The Seed and Flower of Surrealism

Max Ernst, Quietude (1929)

            The late art critic Robert Hughes (1938-2012) concluded about Surrealism in “The Threshold of Liberty,” episode 5 of his documentary The Shock of the New (1980), “So what remains of Surrealism?  Not much.  It became exactly it set out not to be.  A style, and not a very durable style at that. …  Surrealism was completely digested within a matter of 50 years….”  

            Was Hughes correct?

First, there must be an agreement as to the beginnings of Surrealism.  Looking to someone who coined the word then that would have been the poet Guillaume Apollinaire (1880-1918), and his forward-looking approach to the Arts as a progressive human endeavor predates WW1.  Even before Apollinaire, and noting an individual the Surrealists liked to reference, was the writer Isidore Ducasse (1846-1870), aka Comte de Lautreamont, and his Songs of Maldoror (1868-1869).

Also, because of his medical treatments of the depressed and the deviant using “the talking cure” of psychotherapy and the investigation of dreams, the surrealists counted Sigmund Freud (1856-1939) as a foundational thinker.

True, there was nothing quite paralleling these ideas except for perhaps the symbolist painting in the 19th century.  In any case, as an overall intellectual movement the roots of Surrealism began to develop in the late 19th century in the literary approaches of Ducasse and Apollinaire as well as the work of Freud.

And then came the war to end all wars.

World War I, or as more usually labeled today as WW1, spurred several artists and literati to counter the reality of this disaster through the Dada movement.  Hugo Ball, Tristan Tzara aka Samuel Rosenstock, Hannah Hoch, Hans Arp, Marcel Duchamp…well, you get the idea, many powerful creative minds combined to effect the catastrophe in literary and visual venues.  This journey to a reality that is meaningless in terms of naïve realism was one more catalyst to the formation of the surrealists.

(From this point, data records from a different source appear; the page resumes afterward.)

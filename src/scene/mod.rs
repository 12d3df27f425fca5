// scene/mod.rs

pub mod animation;
pub mod builder;
pub mod camera;
pub mod components;
pub mod config;
pub mod descriptor;
pub mod generator;
pub mod handles;
pub(crate) mod internal;
pub mod material;
pub mod scene_core;
pub mod surface;
pub mod transform;

// Re-export commonly used types
pub use builder::{EntityBuilder, ShapeBuilder};
pub use camera::{Camera, OrbitCamera};
pub use config::{validate_records, ItemRecord, SceneConfig};
pub use descriptor::{ShapeDescriptor, ShapeKind};
pub use generator::{generate, particle_field, CircleLayout, FieldLayout, SceneGenerator};
pub use handles::{AnimatedObjectHandle, HandleSet};
pub use internal::animations::advance;
pub use material::{Deformation, Material, MaterialFlags};
pub use scene_core::Scene;
pub use surface::{SceneGraph, System, TickContext};
pub use transform::Transform;

// Re-export all components
pub use components::{
    AmbientLight, BasePose, BobAnimation, Children, DirectionalLight, Group, GroupAnimation,
    Label, MaterialComponent, MeshComponent, Name, OrbitAnimation, Parent, PointCloud, PointLight,
    ShapeComponent, SpinAnimation, TransformComponent, Visible, WorldTransform,
};
use crate::color::Color;
use crate::geometry::{self, Geometry};
use glam::Vec3;
use serde::{Deserialize, Serialize};

#[derive(Debug, Clone, Copy, PartialEq, Eq, Hash, Serialize, Deserialize)]
#[serde(rename_all = "snake_case")]
pub enum ShapeKind {
    Cuboid,
    Sphere,
    Icosahedron,
}

impl ShapeKind {
    pub const ALL: [ShapeKind; 3] = [ShapeKind::Cuboid, ShapeKind::Sphere, ShapeKind::Icosahedron];

    /// `size` is the edge length for cuboids and the radius otherwise.
    pub fn build_geometry(self, size: f32) -> Geometry {
        match self {
            ShapeKind::Cuboid => geometry::cuboid_mesh(size),
            ShapeKind::Sphere => geometry::sphere_mesh(size, 32, 16),
            ShapeKind::Icosahedron => geometry::icosahedron_mesh(size),
        }
    }
}

/// Static parameters for one generated object, fixed at creation.
#[derive(Debug, Clone, Copy, PartialEq)]
pub struct ShapeDescriptor {
    pub kind: ShapeKind,
    pub size: f32,
    pub base_position: Vec3,
    pub color: Color,
    pub phase: f32,
    pub angular_speed: f32,
}

impl ShapeDescriptor {
    pub fn new(kind: ShapeKind, size: f32, base_position: Vec3, color: Color) -> Self {
        Self {
            kind,
            size,
            base_position,
            color,
            phase: 0.0,
            angular_speed: 0.0,
        }
    }

    pub fn with_phase(mut self, phase: f32) -> Self {
        self.phase = phase;
        self
    }

    pub fn with_angular_speed(mut self, angular_speed: f32) -> Self {
        self.angular_speed = angular_speed;
        self
    }
}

Another foundation was the work of the painter Giorgio de Chirico (1888-1978) and his imagery of haunting angst derived from the work of symbolists Max Klinger and Arnold Bocklin.  The odd juxtaposition of people, architecture, and objects led to another vision of the world that Apollinaire called “metaphysical.”  That did not straighten out a popular misunderstanding of that philosophical term, but it stuck.  Displaying people and architecture and objects even more prominently by their unusual placement gave de Chirico’s work the look of a dream.

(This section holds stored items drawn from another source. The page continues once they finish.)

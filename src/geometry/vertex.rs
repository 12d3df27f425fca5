use bytemuck::{Pod, Zeroable};

#[repr(C)]
#[derive(Clone, Copy, Pod, Zeroable, Debug, PartialEq)]
pub struct Vertex {
    pub pos: [f32; 3],
    pub normal: [f32; 3],
    pub uv: [f32; 2],
}

impl Vertex {
    /// Byte stride a host uses when uploading vertex buffers.
    pub const STRIDE: usize = std::mem::size_of::<Vertex>();
}

#[inline]
pub fn v(pos: [f32; 3], normal: [f32; 3], uv: [f32; 2]) -> Vertex {
    Vertex { pos, normal, uv }
}
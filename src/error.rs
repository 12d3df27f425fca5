//! Error types for scene construction and settings loading.

use thiserror::Error;

/// Result type for scene operations.
pub type Result<T> = std::result::Result<T, SceneError>;

/// Errors raised while mounting a scene or loading showcase settings.
///
/// Every variant except the settings I/O and parse errors is a configuration
/// error: it is raised before any object handle exists, so a scene either
/// mounts completely or not at all. Per-frame problems never surface here.
#[derive(Error, Debug)]
pub enum SceneError {
    /// A count-driven scene was asked for a negative number of objects.
    #[error("object count must not be negative (got {0})")]
    NegativeCount(i64),

    /// An item record arrived without an accent color.
    #[error("record {id} ({label:?}) has no accent color")]
    MissingAccentColor { id: u64, label: String },

    /// An item record carries an accent color that is not a hex color.
    #[error("record {id} has invalid accent color {value:?}: {reason}")]
    InvalidAccentColor {
        id: u64,
        value: String,
        reason: String,
    },

    /// A skill magnitude fell outside `0..=100`.
    #[error("record {id} magnitude {value} is outside 0..=100")]
    MagnitudeOutOfRange { id: u64, value: f32 },

    /// Two records in one list share an id.
    #[error("duplicate record id {0}")]
    DuplicateRecordId(u64),

    /// A generator layout parameter cannot be sampled from.
    #[error("layout parameter {name} is invalid: {reason}")]
    InvalidLayout { name: &'static str, reason: String },

    /// A per-project scene was requested for a project that does not exist.
    #[error("no project at index {index} ({available} configured)")]
    UnknownProject { index: usize, available: usize },

    /// A color literal could not be parsed.
    #[error("invalid color {value:?}: {reason}")]
    InvalidColor { value: String, reason: String },

    /// Settings file could not be read.
    #[error("failed to read settings: {0}")]
    Io(#[from] std::io::Error),

    /// Settings file is not valid JSON for the settings schema.
    #[error("failed to parse settings: {0}")]
    Parse(#[from] serde_json::Error),
}

impl SceneError {
    /// True for errors caused by an invalid scene configuration.
    pub fn is_configuration_error(&self) -> bool {
        !matches!(self, SceneError::Io(_) | SceneError::Parse(_))
    }
}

Thus, following Dada and merging with it, including writers and artists of that movement, a group began to form in Paris in the 1920s, and the crystallization of that attitude was Andre Breton’s Surrealist Manifesto (1924).  Each of those in the group became well known in their fields and among them were Max Ernst (collage), Man Ray (photography), Rene Magritte (painting), Paul Eluard (poetry), Luis Bunuel (film), and of course, Andre Breton himself (literature).

The aspiration was freedom, liberte, in all things.  I do not know offhand if those as Breton or Louis Aragon explored the ancient movement of the Cynics, the “dog” philosophy, wherein one eschewed social convention for the convenience of nature.  I believe it makes for an intriguing parallel, however.

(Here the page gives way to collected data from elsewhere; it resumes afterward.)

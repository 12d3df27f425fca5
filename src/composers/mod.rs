//! The four showcase scenes.
//!
//! A composer validates its inputs and generates descriptors before it
//! spawns anything, so a configuration error leaves the scene empty.

pub mod ambient;
pub mod hero;
pub mod showcase;
pub mod skills;

pub use ambient::AmbientComposer;
pub use hero::HeroComposer;
pub use showcase::{ProjectComposer, ProjectGallery};
pub use skills::SkillsComposer;

use crate::color::Color;
use crate::error::{Result, SceneError};
use crate::scene::components::{AmbientLight, PointLight};
use crate::scene::Scene;
use crate::settings::ShowcaseSettings;
use glam::Vec3;

pub trait SceneComposer {
    fn name(&self) -> &str;

    /// Adds lights, camera, fixtures and generated objects to `scene`.
    fn compose(&self, scene: &mut Scene) -> Result<()>;
}

/// Builds one scene from several composers layered into the same world.
///
/// The scene is ticked once at time zero so world transforms are valid
/// before the first frame.
pub fn mount(name: &str, composers: &[Box<dyn SceneComposer>]) -> Result<Scene> {
    let mut scene = Scene::new(name);
    for composer in composers {
        log::debug!("Composing '{}' into '{}'", composer.name(), name);
        composer.compose(&mut scene)?;
    }
    scene.tick(0.0);
    log::info!(
        "Mounted scene '{}': {} animated objects, {} entities",
        name,
        scene.object_count(),
        scene.world.len()
    );
    Ok(scene)
}

/// Sections of the page that host a live scene.
#[derive(Clone, Copy, Debug, PartialEq, Eq)]
pub enum ShowcaseScene {
    /// Hero centerpiece with the floating shapes around it.
    Hero,
    Project(usize),
    /// Every project on one circle.
    Gallery,
    Skills,
}

impl ShowcaseScene {
    /// Sections in page order for the given settings.
    pub fn sections(settings: &ShowcaseSettings) -> Vec<ShowcaseScene> {
        let mut sections = vec![ShowcaseScene::Hero];
        if settings.gallery {
            sections.push(ShowcaseScene::Gallery);
        } else {
            sections.extend((0..settings.projects.len()).map(ShowcaseScene::Project));
        }
        sections.push(ShowcaseScene::Skills);
        sections
    }

    pub fn name(&self, settings: &ShowcaseSettings) -> String {
        match self {
            ShowcaseScene::Hero => "hero".to_string(),
            ShowcaseScene::Project(index) => settings
                .projects
                .get(*index)
                .map(|record| format!("project:{}", record.label))
                .unwrap_or_else(|| format!("project:{}", index)),
            ShowcaseScene::Gallery => "gallery".to_string(),
            ShowcaseScene::Skills => "skills".to_string(),
        }
    }

    pub fn composers(&self, settings: &ShowcaseSettings) -> Result<Vec<Box<dyn SceneComposer>>> {
        let composers: Vec<Box<dyn SceneComposer>> = match self {
            ShowcaseScene::Hero => vec![
                Box::new(HeroComposer::new(&settings.hero)),
                Box::new(AmbientComposer::new(&settings.ambient)),
            ],
            ShowcaseScene::Project(index) => {
                let record = settings.projects.get(*index).ok_or(SceneError::UnknownProject {
                    index: *index,
                    available: settings.projects.len(),
                })?;
                vec![Box::new(ProjectComposer::new(record.clone()))]
            }
            ShowcaseScene::Gallery => vec![Box::new(ProjectGallery::new(settings.projects.clone()))],
            ShowcaseScene::Skills => vec![Box::new(SkillsComposer::new(&settings.skills))],
        };
        Ok(composers)
    }

    pub fn mount(&self, settings: &ShowcaseSettings) -> Result<Scene> {
        let composers = self.composers(settings)?;
        mount(&self.name(settings), &composers)
    }
}

/// Ambient fill plus a white point light up and to the right; shared by the
/// project and skill sections.
pub(crate) fn add_section_lights(scene: &mut Scene) {
    scene.add_ambient_light(AmbientLight {
        color: Color::WHITE,
        intensity: 0.5,
    });
    scene.add_point_light(
        PointLight {
            color: Color::WHITE,
            intensity: 1.0,
        },
        Vec3::new(10.0, 10.0, 10.0),
    );
}

#[cfg(test)]
mod tests {
    use super::*;
    use crate::scene::config::ItemRecord;

    #[test]
    fn sections_follow_gallery_setting() {
        let mut settings = ShowcaseSettings::default();
        assert_eq!(
            ShowcaseScene::sections(&settings),
            vec![
                ShowcaseScene::Hero,
                ShowcaseScene::Project(0),
                ShowcaseScene::Project(1),
                ShowcaseScene::Project(2),
                ShowcaseScene::Project(3),
                ShowcaseScene::Skills,
            ]
        );

        settings.gallery = true;
        assert_eq!(
            ShowcaseScene::sections(&settings),
            vec![ShowcaseScene::Hero, ShowcaseScene::Gallery, ShowcaseScene::Skills]
        );
    }

    #[test]
    fn unknown_project_is_rejected() {
        let settings = ShowcaseSettings::default();
        let err = ShowcaseScene::Project(9).mount(&settings).err().unwrap();
        assert!(matches!(err, SceneError::UnknownProject { index: 9, available: 4 }));
    }

    #[test]
    fn failed_composer_mounts_nothing() {
        let mut settings = ShowcaseSettings::default();
        settings.skills.records.push(ItemRecord::new(99, "Rust", "skill"));
        let err = ShowcaseScene::Skills.mount(&settings).err().unwrap();
        assert!(err.is_configuration_error());
    }

    #[test]
    fn project_names_use_labels() {
        let settings = ShowcaseSettings::default();
        assert_eq!(ShowcaseScene::Project(1).name(&settings), "project:QUANTUM");
    }
}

Following WW2, the Surrealist movement broke up as a unified group but the attitudes remained among each as they continued their work.  So, was Hughes right about them?  I don’t think he summed up the result in its entirety.  When I see abstract expressionism, I see the surrealist automatic writing of Andre Masson; when I view an assemblage or collage, I see the surrealist juxtaposition of materials of Max Ernst; when I see time-shifts or dislocations in movies, I see the film of Luis Bunuel; and when I see use of pop imagery, I see any number of surrealist painters as Rene Magritte. 

            It is now nearly 150 years later since the seeds of Surrealism fertilized the Art world and I see its growth continue in the various arts.  On that score of endurance, I think Hughes was incorrect.  And yet Hughes did add to his evaluation that Surrealism as a movement of the mind, if not of visual art, is “a very durable spirit, and it’s hard to exorcise.”